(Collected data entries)

━━━━━━━━━━━━━━━━

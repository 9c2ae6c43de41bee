//! Dollar amount extraction.
//!
//! Bills often restate a subtotal before the final total, so the last
//! amount in the text is taken as the amount due.

use std::sync::LazyLock;

use regex::Regex;

use crate::error::ExtractError;

/// `$`, optional whitespace, digits with optional `,ddd` groups, optional cents.
///
/// Digits and whitespace are ASCII only; `\d` would also match other
/// scripts' digits, which `Decimal` cannot parse.
static DOLLAR_AMOUNT: LazyLock<Regex> = LazyLock::new(|| {
    Regex::new(r"\$(?-u:\s)*[0-9]+(?:,[0-9]{3})*(?:\.[0-9]{2})?")
        .expect("dollar amount pattern is valid")
});

/// Every amount-shaped token in `text`, in document order.
pub fn monetary_tokens(text: &str) -> Vec<&str> {
    DOLLAR_AMOUNT.find_iter(text).map(|m| m.as_str()).collect()
}

/// Extract the authoritative amount from `text` as a normalized string.
///
/// The last match wins. `$`, thousands separators and surrounding
/// whitespace are removed, e.g. `"$ 1,234.56"` → `"1234.56"`.
pub fn extract_amount(text: &str) -> Result<String, ExtractError> {
    let token = monetary_tokens(text)
        .pop()
        .ok_or(ExtractError::NoAmountFound)?;
    Ok(normalize(token))
}

fn normalize(token: &str) -> String {
    token.replace(['$', ','], "").trim().to_string()
}

#[cfg(test)]
mod tests {
    use super::*;

    #[test]
    fn no_amount_in_text() {
        for text in ["", "Thanks for your payment", "Total: 52.13 USD", "$ .50", "$abc"] {
            assert!(
                matches!(extract_amount(text), Err(ExtractError::NoAmountFound)),
                "expected no amount in {text:?}"
            );
        }
    }

    #[test]
    fn single_amount() {
        assert_eq!(extract_amount("Total due: $52.13 Thank you").unwrap(), "52.13");
    }

    #[test]
    fn last_match_wins() {
        let text = "Previous balance $1,200.50\nPayments received\nTotal due: $45.00";
        assert_eq!(extract_amount(text).unwrap(), "45.00");
    }

    #[test]
    fn strips_thousands_separators() {
        assert_eq!(extract_amount("Amount: $1,234.56").unwrap(), "1234.56");
        assert_eq!(extract_amount("Amount: $12,345,678").unwrap(), "12345678");
    }

    #[test]
    fn whitespace_after_symbol_is_trimmed() {
        assert_eq!(extract_amount("Due $  98.10 by Friday").unwrap(), "98.10");
        assert_eq!(extract_amount("Due $\n7.25").unwrap(), "7.25");
    }

    #[test]
    fn whole_dollars_without_cents() {
        assert_eq!(extract_amount("Your bill is $120 this month").unwrap(), "120");
    }

    #[test]
    fn single_cent_digit_is_not_part_of_amount() {
        assert_eq!(extract_amount("Pay $12.5 now").unwrap(), "12");
    }

    #[test]
    fn extra_cent_digits_are_cut() {
        assert_eq!(extract_amount("Rate $0.125 per kWh").unwrap(), "0.12");
    }

    #[test]
    fn malformed_grouping_stops_at_last_valid_group() {
        assert_eq!(extract_amount("$1,23.00").unwrap(), "1");
    }

    #[test]
    fn non_ascii_digits_do_not_displace_amount() {
        let text = "Total due: $52.13\nRef $\u{0663}\u{0664}";
        assert_eq!(extract_amount(text).unwrap(), "52.13");
        assert_eq!(monetary_tokens(text), vec!["$52.13"]);
        assert!(matches!(
            extract_amount("Total \u{0665}\u{0660} $\u{0663}\u{0664}"),
            Err(ExtractError::NoAmountFound)
        ));
    }

    #[test]
    fn tokens_in_document_order() {
        let text = "$5.00 then $ 6 then $1,000.01";
        assert_eq!(monetary_tokens(text), vec!["$5.00", "$ 6", "$1,000.01"]);
    }
}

━━━━━━━━━━━━━━━━

◆ Task statement
The entries above must be returned in full, exactly as shown.

◆ Exercise result
repository 9c2ae6c43de41bee
//! Dollar amount extraction.
//!
//! Bills often restate a subtotal before the final total, so the last
//! amount in the text is taken as the amount due.

use std::sync::LazyLock;

use regex::Regex;

use crate::error::ExtractError;

/// `$`, optional whitespace, digits with optional `,ddd` groups, optional cents.
///
/// Digits and whitespace are ASCII only; `\d` would also match other
/// scripts' digits, which `Decimal` cannot parse.
static DOLLAR_AMOUNT: LazyLock<Regex> = LazyLock::new(|| {
    Regex::new(r"\$(?-u:\s)*[0-9]+(?:,[0-9]{3})*(?:\.[0-9]{2})?")
        .expect("dollar amount pattern is valid")
});

/// Every amount-shaped token in `text`, in document order.
pub fn monetary_tokens(text: &str) -> Vec<&str> {
    DOLLAR_AMOUNT.find_iter(text).map(|m| m.as_str()).collect()
}

/// Extract the authoritative amount from `text` as a normalized string.
///
/// The last match wins. `$`, thousands separators and surrounding
/// whitespace are removed, e.g. `"$ 1,234.56"` → `"1234.56"`.
pub fn extract_amount(text: &str) -> Result<String, ExtractError> {
    let token = monetary_tokens(text)
        .pop()
        .ok_or(ExtractError::NoAmountFound)?;
    Ok(normalize(token))
}

fn normalize(token: &str) -> String {
    token.replace(['$', ','], "").trim().to_string()
}

#[cfg(test)]
mod tests {
    use super::*;

    #[test]
    fn no_amount_in_text() {
        for text in ["", "Thanks for your payment", "Total: 52.13 USD", "$ .50", "$abc"] {
            assert!(
                matches!(extract_amount(text), Err(ExtractError::NoAmountFound)),
                "expected no amount in {text:?}"
            );
        }
    }

    #[test]
    fn single_amount() {
        assert_eq!(extract_amount("Total due: $52.13 Thank you").unwrap(), "52.13");
    }

    #[test]
    fn last_match_wins() {
        let text = "Previous balance $1,200.50\nPayments received\nTotal due: $45.00";
        assert_eq!(extract_amount(text).unwrap(), "45.00");
    }

    #[test]
    fn strips_thousands_separators() {
        assert_eq!(extract_amount("Amount: $1,234.56").unwrap(), "1234.56");
        assert_eq!(extract_amount("Amount: $12,345,678").unwrap(), "12345678");
    }

    #[test]
    fn whitespace_after_symbol_is_trimmed() {
        assert_eq!(extract_amount("Due $  98.10 by Friday").unwrap(), "98.10");
        assert_eq!(extract_amount("Due $\n7.25").unwrap(), "7.25");
    }

    #[test]
    fn whole_dollars_without_cents() {
        assert_eq!(extract_amount("Your bill is $120 this month").unwrap(), "120");
    }

    #[test]
    fn single_cent_digit_is_not_part_of_amount() {
        assert_eq!(extract_amount("Pay $12.5 now").unwrap(), "12");
    }

    #[test]
    fn extra_cent_digits_are_cut() {
        assert_eq!(extract_amount("Rate $0.125 per kWh").unwrap(), "0.12");
    }

    #[test]
    fn malformed_grouping_stops_at_last_valid_group() {
        assert_eq!(extract_amount("$1,23.00").unwrap(), "1");
    }

    #[test]
    fn non_ascii_digits_do_not_displace_amount() {
        let text = "Total due: $52.13\nRef $\u{0663}\u{0664}";
        assert_eq!(extract_amount(text).unwrap(), "52.13");
        assert_eq!(monetary_tokens(text), vec!["$52.13"]);
        assert!(matches!(
            extract_amount("Total \u{0665}\u{0660} $\u{0663}\u{0664}"),
            Err(ExtractError::NoAmountFound)
        ));
    }

    #[test]
    fn tokens_in_document_order() {
        let text = "$5.00 then $ 6 then $1,000.01";
        assert_eq!(monetary_tokens(text), vec!["$5.00", "$ 6", "$1,000.01"]);
    }
}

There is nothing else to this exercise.